The short book reprints her essay “Hegel and Haiti,” originally published in 2000 in Critical Inquiry, together with a new essay, “Universal History,” in which Buck-Morss responds to the original essay’s critics, particularly those for whom “the very suggestion of resurrecting the project of universal history from the ashes of modern metaphysics appeared tantamount to collusion with Western imperialism”(ix). The book also contains substantial prefaces to both essays.
In “Hegel and Haiti,” Buck-Morss’s central historical claim is that Hegel’s discussion of freedom, generally, and his formulation of the “master-slave dialectic,” specifically, were directly informed by his awareness of the Haitian Revolution. This argument, Buck-Morss asserts, has scarcely been made, much less thoroughly investigated, by mainstream Hegel scholarship. “One wonders why the topic Hegel and Haiti has for so long been ignored. Not only have Hegel scholars failed to answer this question; they have failed, for the past two hundred years, even to ask it” (56).1 Buck-Morss supports her claim that Hegel was aware of the Haitian Revolution by pointing out that the revolution was going on at the same time as Hegel was formulating his philosophy of history, and that he was reading periodicals such as Minerva and The Morning Post at the time, both of which closely covered the events in Haiti. The conclusion to be drawn, she argues, is that Hegel, who at the time was engaged in thinking through the historical project of freedom, was influenced, if not compelled, by his reading of journalistic accounts of a contemporary, actual slave rebellion that Buck-Morss regards as a concrete unfolding of this dialectic.

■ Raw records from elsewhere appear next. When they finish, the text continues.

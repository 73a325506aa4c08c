// Per-key sync session: join, track progress, debounce readiness

use super::debounce::DebounceTimer;
use super::{SyncKey, SyncState, SyncStats, Swarm};
use crate::error::SyncError;
use crate::events::EventSink;
use crate::protocol::{UiEvent, SOURCE_DAT};
use std::path::{Path, PathBuf};

/// How a sync session ended
#[derive(Debug, Clone, PartialEq, Eq)]
pub enum SyncOutcome {
    /// Content is fully materialized in this directory; launch the worker on it
    Ready(PathBuf),
    /// The swarm stopped reporting before the content was complete
    Abandoned,
}

/// One acquisition: key, target directory, last stats and its own debounce timer
#[derive(Debug)]
pub struct SyncSession {
    key: SyncKey,
    dir: PathBuf,
    state: SyncState,
    last: SyncStats,
    timer: DebounceTimer,
}

impl SyncSession {
    /// Session downloading `key` into `<base>/<key>`
    pub fn new(key: SyncKey, base: &Path) -> Self {
        let dir = key.dir_in(base);
        Self {
            key,
            dir,
            state: SyncState::Requested,
            last: SyncStats::default(),
            timer: DebounceTimer::default(),
        }
    }

    pub fn key(&self) -> &SyncKey {
        &self.key
    }

    pub fn dir(&self) -> &Path {
        &self.dir
    }

    pub fn state(&self) -> SyncState {
        self.state
    }

    /// Most recent statistics update
    pub fn last_stats(&self) -> SyncStats {
        self.last
    }

    /// Apply one statistics update and return the progress to report.
    ///
    /// Any pending readiness timer is cancelled; a complete update starts it again.
    pub fn on_stats(&mut self, stats: SyncStats) -> u8 {
        self.timer.cancel();
        self.last = stats;

        if stats.is_complete() {
            self.timer.arm();
            self.state = SyncState::ReadyDebounce;
        } else {
            self.state = SyncState::Syncing;
        }

        stats.percent()
    }

    /// Drive the session to completion.
    ///
    /// Join failures abort the session and are returned to the caller. A
    /// pending readiness timer still fires after the stats feed closes.
    pub async fn run(
        mut self,
        swarm: &dyn Swarm,
        sink: &dyn EventSink,
    ) -> Result<SyncOutcome, SyncError> {
        if let Some(base) = self.dir.parent() {
            tokio::fs::create_dir_all(base)
                .await
                .map_err(|source| SyncError::Directory {
                    path: base.to_path_buf(),
                    source,
                })?;
        }

        self.state = SyncState::Joining;
        tracing::info!(key = %self.key, dir = %self.dir.display(), "joining swarm");

        let mut feed = match swarm.join(&self.key, &self.dir).await {
            Ok(feed) => feed,
            Err(e) => {
                self.state = SyncState::Aborted;
                tracing::warn!(key = %self.key, error = %e, "swarm join failed");
                return Err(e.into());
            }
        };

        self.state = SyncState::Syncing;
        sink.send(UiEvent::Initializing {
            src: SOURCE_DAT.to_string(),
        });

        let mut feed_open = true;
        loop {
            tokio::select! {
                stats = feed.recv(), if feed_open => match stats {
                    Some(stats) => {
                        let perct = self.on_stats(stats);
                        tracing::debug!(key = %self.key, downloaded = stats.downloaded, total = stats.total, "sync progress");
                        sink.send(UiEvent::IndexProgress { perct });
                    }
                    None => {
                        feed_open = false;
                        if !self.timer.is_armed() {
                            tracing::info!(key = %self.key, "swarm feed closed before content was complete");
                            return Ok(SyncOutcome::Abandoned);
                        }
                    }
                },
                _ = self.timer.fired() => {
                    self.state = SyncState::Triggered;
                    tracing::info!(key = %self.key, "content synced");
                    return Ok(SyncOutcome::Ready(self.dir));
                }
            }
        }
    }
}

But if the Haitian Revolution inspired Hegel, his philosophy of freedom remains bound, for Buck-Morss, to a Eurocentric and racist worldview. In this way Hegel is representative of what Buck-Morss sees as the hypocrisy of modern Europe in general, wherein the pursuit of freedom was carried out in theory but only partially and selectively in deed. Modern Europe, in other words, developed a theory of freedom that was simultaneously negated in practice.
The Haitian Revolution, on the other hand, represents for Buck-Morss a break with this hypocrisy, and the first genuinely modern political struggle for freedom, by which she means that it first posed the problem of freedom in a truly universal, albeit not entirely unproblematic, manner. “The Haitian experience,” she asserts, “was not a modern phenomenon too, but first” (138). She also attributes to the Haitian Revolution a degree of singularity: “The radical anti-slavery articulated in Saint-Domingue was politically unprecedented” (138). Most importantly for her argument, the Haitian Revolution constitutes an example of a “historical rupture,” an event discontinuous with the trajectory of history (133).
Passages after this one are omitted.